I had this issue as well when I created my Javanese transliterator: where to insert ZWS, so the page break would work (semi-)naturally.
It's not always possible to put the ZWS on the word ending (as in Latin), due to the rule of syllable ends in "virama" + syllable start with "consonant" = merged together. (If whoever reads this are not familiar with how Indic-derived scripts work, think of it like French liaison, only in writing). So for a phrase like "pethikan saking", the components are written as such: /pe thi kka nsa king/ ꦥꦼꦛꦶꦏ꧀ꦏꦤ꧀ꦱꦏꦶꦁ, compare to the form of /nsa/ when it's separated by a ZWS: ꦤ꧀​ꦱ, which is totally different. Therefore putting ZWS after a virama is generally frowned upon

Luckily, there are at least 3 consonant endings that are not using virama, namely: -ng, -h, and -r. So for words like "saking", "omah", and "anyar" for example "ꦱꦏꦶꦁ", "ꦲꦺꦴꦩꦃ", "ꦲꦚꦂ", I put a ZWS after each "ꦁ", "ꦃ", and "ꦂ". (Although those three are merely syllable-ending, not strictly word endings, so adding them to a word like "angkringan" ꦲꦁ​ꦏꦿꦶꦁ​ꦔꦤ꧀​ wouldn't change anything visually, but would technically break them into 3 tokens: "ang", "kring", and "ngan".)
So those three, plus some others, such as "꧈​" (comma-like separator), "꧉" (period-like separator) - although their occurrences in titles are quite rare, could be added to the "global_punctuaction" for the tokenizer, that would be great.

MPhamWMF moved this task from needs triage to Language Stuff on the Discovery-Search board.
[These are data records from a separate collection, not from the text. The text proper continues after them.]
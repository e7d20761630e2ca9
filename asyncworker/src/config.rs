//! Configuration consumed by the queue and the runners.
//!
//! Loading configuration (files, environment, command line) is left to the embedding
//! application. [`Config`] implements [`serde::Deserialize`] so it can be read from any format,
//! and every section falls back to the defaults listed on its fields.
use std::time::Duration;

use serde::{Deserialize, Serialize};

use crate::informer::MailConfig;

#[derive(Debug, Clone, Default, PartialEq, Serialize, Deserialize)]
#[serde(default)]
pub struct Config {
    pub queue: QueueConfig,
    pub runner: RunnerConfig,
    pub mail: MailConfig,
}

impl Config {
    pub fn with_priorities(mut self, priorities: Vec<impl Into<String>>) -> Self {
        self.queue.priorities = priorities.into_iter().map(Into::into).collect();
        self
    }

    pub fn with_prefix(mut self, prefix: impl Into<String>) -> Self {
        self.queue.prefix = prefix.into();
        self
    }

    pub fn with_runner_ids(mut self, ids: Vec<impl Into<String>>) -> Self {
        self.runner.ids = ids.into_iter().map(Into::into).collect();
        self
    }

    pub fn with_runner(mut self, runner: RunnerConfig) -> Self {
        self.runner = runner;
        self
    }

    pub fn with_mail(mut self, mail: MailConfig) -> Self {
        self.mail = mail;
        self
    }
}

#[derive(Debug, Clone, PartialEq, Eq, Serialize, Deserialize)]
#[serde(default)]
pub struct QueueConfig {
    /// Priority names from highest to lowest. Default: `["high", "normal", "low"]`.
    pub priorities: Vec<String>,
    /// Prepended to every queue key. Default: `"queue."`.
    pub prefix: String,
}

impl Default for QueueConfig {
    fn default() -> Self {
        Self {
            priorities: vec!["high".to_owned(), "normal".to_owned(), "low".to_owned()],
            prefix: "queue.".to_owned(),
        }
    }
}

#[derive(Debug, Clone, PartialEq, Serialize, Deserialize)]
#[serde(default)]
pub struct RunnerConfig {
    /// The runner ids allowed to connect. Default: `["main"]`.
    pub ids: Vec<String>,
    /// Seconds a runner listens for jobs before a planned stop (minimum). Default: 3600.
    pub runtime: u64,
    /// Up to this many seconds are randomly added to the runtime, so runners started together
    /// do not all stop together. Default: 600.
    pub fuzz: u64,
    /// A listening runner is considered timed out after this multiple of its runtime budget.
    /// Default: 2.0.
    pub timeout: f64,
    /// Seconds a runner blocks waiting on empty queues per attempt. Default: 10.
    pub block: u64,
    /// Reset timed out runners on the next start instead of refusing to start. Default: false.
    pub autorecover: bool,
    /// Echo job output to stdout while it is buffered. Default: false.
    pub passthru: bool,
}

impl Default for RunnerConfig {
    fn default() -> Self {
        Self {
            ids: vec!["main".to_owned()],
            runtime: 3600,
            fuzz: 600,
            timeout: 2.0,
            block: 10,
            autorecover: false,
            passthru: false,
        }
    }
}

impl RunnerConfig {
    pub fn with_runtime(self, runtime: u64) -> Self {
        Self { runtime, ..self }
    }

    pub fn with_fuzz(self, fuzz: u64) -> Self {
        Self { fuzz, ..self }
    }

    pub fn with_timeout(self, timeout: f64) -> Self {
        Self { timeout, ..self }
    }

    pub fn with_block(self, block: u64) -> Self {
        Self { block, ..self }
    }

    pub fn with_autorecover(self, autorecover: bool) -> Self {
        Self {
            autorecover,
            ..self
        }
    }

    pub fn with_passthru(self, passthru: bool) -> Self {
        Self { passthru, ..self }
    }

    pub fn block_timeout(&self) -> Duration {
        Duration::from_secs(self.block)
    }
}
This has been rolling around in my head for a while and something related came up today, so I wanted to jot down some notes to my future self, or to anyone else who may work on this.

One approach would be a bigram tokenizer that takes long tokens in otherwise unhandled scripts (like Javanese) and breaks them into overlapping bigrams (for bigram this would be bi + ig + gr + ra + am). Bigrams often aren't great on precision, but they do improve recall. They also don't do great on non-exact strings—for example, bigrams won't directly match bigram because the ms bigram is missing; worse, uglyredbigram won't match reduglybigram because the word boundary bigrams (yr + db vs du + yb) don't match. But!—an exact substring will match—so bigram as a query would match both uglyredbigram and reduglybigram as text. Much better than nothing on a wiki whose primary language is not in the otherwise unhandled script.

In another discussion @Isaac recommended SentencePiece for spaceless languages in general. It's not in Java, so we'd have to wrap it (possible) or port it (unlikely). We'd have to test it on relevant scripts and languages and see how it performs (we could do that offline before wrapping into a plugin), figure out how to incorporate it into our analysis chains (letting it break up English, French, or Swahili text into "subwords" might or might not be beneficial), and we'd have to worry about performance, depending on how complex the processing is—but it's worth looking at if it might tokenize much better than the simpler bigram approach.